WHAT TO DO
Search the listing for the word "Instant". Copy every line where it is found.

DATA RECORDS
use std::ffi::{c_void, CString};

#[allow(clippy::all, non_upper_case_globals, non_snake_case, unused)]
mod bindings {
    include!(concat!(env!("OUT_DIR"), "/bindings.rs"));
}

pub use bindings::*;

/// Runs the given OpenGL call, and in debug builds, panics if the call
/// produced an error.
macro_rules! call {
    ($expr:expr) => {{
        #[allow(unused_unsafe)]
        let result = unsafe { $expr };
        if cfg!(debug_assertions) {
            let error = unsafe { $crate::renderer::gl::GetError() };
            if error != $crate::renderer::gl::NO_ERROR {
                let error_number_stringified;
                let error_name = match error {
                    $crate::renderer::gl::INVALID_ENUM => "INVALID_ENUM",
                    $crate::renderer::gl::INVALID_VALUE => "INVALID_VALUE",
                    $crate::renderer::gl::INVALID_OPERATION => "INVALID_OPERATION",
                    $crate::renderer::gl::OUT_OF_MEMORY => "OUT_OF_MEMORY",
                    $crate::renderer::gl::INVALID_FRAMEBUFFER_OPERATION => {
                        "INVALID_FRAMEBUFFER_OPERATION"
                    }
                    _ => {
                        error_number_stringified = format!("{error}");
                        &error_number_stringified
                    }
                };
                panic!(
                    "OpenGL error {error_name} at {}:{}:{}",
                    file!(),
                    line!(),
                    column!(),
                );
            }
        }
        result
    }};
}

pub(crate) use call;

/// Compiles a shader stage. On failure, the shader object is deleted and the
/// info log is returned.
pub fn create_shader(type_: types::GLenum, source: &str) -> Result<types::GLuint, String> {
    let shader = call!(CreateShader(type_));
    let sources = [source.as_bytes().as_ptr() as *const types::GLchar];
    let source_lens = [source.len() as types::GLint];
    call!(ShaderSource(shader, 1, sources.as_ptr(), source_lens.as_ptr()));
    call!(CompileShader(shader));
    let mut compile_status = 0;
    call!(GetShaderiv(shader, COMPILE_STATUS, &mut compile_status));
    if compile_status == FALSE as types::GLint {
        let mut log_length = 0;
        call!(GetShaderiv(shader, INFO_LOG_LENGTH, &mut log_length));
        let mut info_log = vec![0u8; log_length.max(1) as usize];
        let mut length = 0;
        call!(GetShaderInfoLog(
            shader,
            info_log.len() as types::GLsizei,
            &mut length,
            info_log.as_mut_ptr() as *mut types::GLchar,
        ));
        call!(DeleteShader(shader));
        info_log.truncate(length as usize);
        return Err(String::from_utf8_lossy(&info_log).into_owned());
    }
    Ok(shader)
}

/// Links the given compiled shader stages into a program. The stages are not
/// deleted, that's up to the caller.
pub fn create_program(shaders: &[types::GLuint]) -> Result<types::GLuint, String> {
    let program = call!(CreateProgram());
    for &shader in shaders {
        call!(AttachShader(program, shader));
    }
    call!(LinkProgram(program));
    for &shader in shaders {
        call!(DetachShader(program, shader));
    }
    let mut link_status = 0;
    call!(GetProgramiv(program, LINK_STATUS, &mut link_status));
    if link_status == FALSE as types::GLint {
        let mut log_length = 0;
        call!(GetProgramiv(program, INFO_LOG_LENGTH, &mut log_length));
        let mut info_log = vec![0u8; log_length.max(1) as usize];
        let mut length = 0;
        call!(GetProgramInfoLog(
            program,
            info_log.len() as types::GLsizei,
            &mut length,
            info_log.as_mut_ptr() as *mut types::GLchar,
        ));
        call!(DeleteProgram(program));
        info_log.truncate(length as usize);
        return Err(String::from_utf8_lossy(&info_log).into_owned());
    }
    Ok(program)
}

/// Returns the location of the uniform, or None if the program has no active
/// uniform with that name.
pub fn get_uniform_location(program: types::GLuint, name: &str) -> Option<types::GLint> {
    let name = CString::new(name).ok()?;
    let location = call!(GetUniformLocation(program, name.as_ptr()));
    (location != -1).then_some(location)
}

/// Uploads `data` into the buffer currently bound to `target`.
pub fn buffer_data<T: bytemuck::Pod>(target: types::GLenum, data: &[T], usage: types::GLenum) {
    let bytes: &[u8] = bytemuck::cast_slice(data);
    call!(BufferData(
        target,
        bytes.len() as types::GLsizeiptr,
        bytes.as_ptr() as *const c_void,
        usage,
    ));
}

--

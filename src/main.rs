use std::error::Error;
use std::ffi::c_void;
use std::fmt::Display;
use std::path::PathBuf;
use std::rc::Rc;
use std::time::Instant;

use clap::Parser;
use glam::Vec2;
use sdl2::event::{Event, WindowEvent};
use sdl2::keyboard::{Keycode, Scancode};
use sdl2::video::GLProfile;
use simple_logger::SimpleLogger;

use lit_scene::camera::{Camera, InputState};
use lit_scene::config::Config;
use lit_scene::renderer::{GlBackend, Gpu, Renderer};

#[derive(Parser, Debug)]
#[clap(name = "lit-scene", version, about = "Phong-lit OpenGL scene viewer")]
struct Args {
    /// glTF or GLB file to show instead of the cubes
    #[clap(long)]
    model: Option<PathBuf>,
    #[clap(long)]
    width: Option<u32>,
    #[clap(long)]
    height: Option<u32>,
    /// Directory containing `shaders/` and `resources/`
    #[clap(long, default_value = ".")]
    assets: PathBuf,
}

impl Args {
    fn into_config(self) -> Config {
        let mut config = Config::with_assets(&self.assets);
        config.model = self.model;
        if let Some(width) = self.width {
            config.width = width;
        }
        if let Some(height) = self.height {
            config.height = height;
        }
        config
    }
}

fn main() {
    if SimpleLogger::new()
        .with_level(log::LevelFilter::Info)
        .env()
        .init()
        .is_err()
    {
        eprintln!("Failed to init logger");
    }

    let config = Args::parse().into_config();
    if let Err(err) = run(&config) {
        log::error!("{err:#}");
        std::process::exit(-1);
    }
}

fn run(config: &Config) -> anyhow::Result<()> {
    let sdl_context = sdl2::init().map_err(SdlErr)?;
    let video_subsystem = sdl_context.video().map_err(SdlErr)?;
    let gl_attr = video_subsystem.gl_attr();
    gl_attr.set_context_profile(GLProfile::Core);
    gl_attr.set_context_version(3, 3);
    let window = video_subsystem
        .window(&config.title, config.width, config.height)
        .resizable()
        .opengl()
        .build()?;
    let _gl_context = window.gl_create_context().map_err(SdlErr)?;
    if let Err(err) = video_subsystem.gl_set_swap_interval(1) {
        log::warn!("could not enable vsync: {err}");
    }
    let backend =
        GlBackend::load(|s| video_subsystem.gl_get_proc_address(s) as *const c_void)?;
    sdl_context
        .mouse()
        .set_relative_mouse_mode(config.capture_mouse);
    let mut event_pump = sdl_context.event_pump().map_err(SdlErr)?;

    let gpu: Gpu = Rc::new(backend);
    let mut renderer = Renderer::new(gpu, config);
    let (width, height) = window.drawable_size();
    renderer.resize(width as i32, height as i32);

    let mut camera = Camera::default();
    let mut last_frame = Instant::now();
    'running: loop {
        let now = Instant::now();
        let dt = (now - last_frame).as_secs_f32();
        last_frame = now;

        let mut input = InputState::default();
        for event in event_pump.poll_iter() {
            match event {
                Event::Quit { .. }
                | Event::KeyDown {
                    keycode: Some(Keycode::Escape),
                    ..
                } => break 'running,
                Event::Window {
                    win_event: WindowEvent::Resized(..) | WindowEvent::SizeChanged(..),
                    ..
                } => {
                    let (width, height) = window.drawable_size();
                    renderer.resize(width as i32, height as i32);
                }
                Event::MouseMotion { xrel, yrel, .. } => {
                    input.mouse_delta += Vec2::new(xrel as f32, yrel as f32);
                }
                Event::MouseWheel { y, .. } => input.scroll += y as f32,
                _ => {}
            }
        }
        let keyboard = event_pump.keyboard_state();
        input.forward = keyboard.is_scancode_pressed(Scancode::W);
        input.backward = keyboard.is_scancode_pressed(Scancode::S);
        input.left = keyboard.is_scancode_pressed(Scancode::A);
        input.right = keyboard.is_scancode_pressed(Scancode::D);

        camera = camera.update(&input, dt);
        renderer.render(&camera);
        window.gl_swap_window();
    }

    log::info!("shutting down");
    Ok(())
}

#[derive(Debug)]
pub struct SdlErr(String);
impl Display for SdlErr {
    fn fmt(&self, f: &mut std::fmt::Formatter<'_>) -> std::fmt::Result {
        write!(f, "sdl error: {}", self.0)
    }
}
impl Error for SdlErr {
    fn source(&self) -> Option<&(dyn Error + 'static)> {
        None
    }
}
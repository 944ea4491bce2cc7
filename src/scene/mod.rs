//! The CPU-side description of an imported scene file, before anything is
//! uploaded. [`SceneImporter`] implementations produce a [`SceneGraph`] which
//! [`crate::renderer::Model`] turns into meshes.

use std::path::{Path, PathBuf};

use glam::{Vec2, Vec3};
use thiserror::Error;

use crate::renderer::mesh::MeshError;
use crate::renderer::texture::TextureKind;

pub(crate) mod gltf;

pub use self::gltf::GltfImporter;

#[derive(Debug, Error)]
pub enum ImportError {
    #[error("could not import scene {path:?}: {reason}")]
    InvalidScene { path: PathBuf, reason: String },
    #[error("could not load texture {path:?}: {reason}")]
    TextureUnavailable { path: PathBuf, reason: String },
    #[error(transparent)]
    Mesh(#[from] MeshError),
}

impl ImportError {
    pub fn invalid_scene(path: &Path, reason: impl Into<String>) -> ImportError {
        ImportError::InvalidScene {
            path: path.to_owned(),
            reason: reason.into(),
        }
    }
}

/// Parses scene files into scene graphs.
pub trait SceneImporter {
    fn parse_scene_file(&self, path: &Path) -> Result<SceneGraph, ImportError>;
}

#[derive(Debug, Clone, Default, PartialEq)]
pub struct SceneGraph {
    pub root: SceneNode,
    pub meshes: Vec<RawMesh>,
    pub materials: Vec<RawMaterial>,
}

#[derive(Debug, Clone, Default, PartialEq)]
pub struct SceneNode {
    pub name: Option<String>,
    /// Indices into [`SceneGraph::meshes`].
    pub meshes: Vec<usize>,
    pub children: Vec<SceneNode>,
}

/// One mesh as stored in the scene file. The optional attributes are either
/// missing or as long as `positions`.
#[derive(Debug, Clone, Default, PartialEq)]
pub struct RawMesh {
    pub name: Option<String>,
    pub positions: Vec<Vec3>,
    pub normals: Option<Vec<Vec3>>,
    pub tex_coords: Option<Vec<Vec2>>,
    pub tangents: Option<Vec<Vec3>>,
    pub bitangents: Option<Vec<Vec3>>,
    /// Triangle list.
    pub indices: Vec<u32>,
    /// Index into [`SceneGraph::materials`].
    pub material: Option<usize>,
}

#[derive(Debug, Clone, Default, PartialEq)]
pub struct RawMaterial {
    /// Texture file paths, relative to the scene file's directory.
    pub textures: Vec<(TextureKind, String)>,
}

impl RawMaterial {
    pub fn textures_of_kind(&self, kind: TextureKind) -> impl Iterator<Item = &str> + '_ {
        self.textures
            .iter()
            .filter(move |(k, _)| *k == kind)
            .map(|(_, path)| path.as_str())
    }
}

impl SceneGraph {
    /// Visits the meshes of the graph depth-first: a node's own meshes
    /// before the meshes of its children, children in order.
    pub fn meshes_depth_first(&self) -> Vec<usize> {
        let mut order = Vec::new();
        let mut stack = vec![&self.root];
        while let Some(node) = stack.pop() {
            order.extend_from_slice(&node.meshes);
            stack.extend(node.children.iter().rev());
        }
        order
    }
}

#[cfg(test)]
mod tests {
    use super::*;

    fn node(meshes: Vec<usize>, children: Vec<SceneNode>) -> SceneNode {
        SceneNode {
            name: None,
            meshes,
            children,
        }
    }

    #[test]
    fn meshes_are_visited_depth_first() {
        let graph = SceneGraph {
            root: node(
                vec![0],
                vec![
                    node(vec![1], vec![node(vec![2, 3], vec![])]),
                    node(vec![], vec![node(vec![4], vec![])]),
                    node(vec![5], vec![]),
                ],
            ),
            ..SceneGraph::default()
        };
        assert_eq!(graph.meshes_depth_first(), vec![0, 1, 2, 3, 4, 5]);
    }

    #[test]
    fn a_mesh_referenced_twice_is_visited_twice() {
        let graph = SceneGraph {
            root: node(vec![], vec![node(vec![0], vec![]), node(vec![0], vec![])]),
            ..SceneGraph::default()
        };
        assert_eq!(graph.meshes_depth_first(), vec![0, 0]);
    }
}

SOLUTION FOR THIS TASK
use std::time::Instant;
    let mut last_frame = Instant::now();
        let now = Instant::now();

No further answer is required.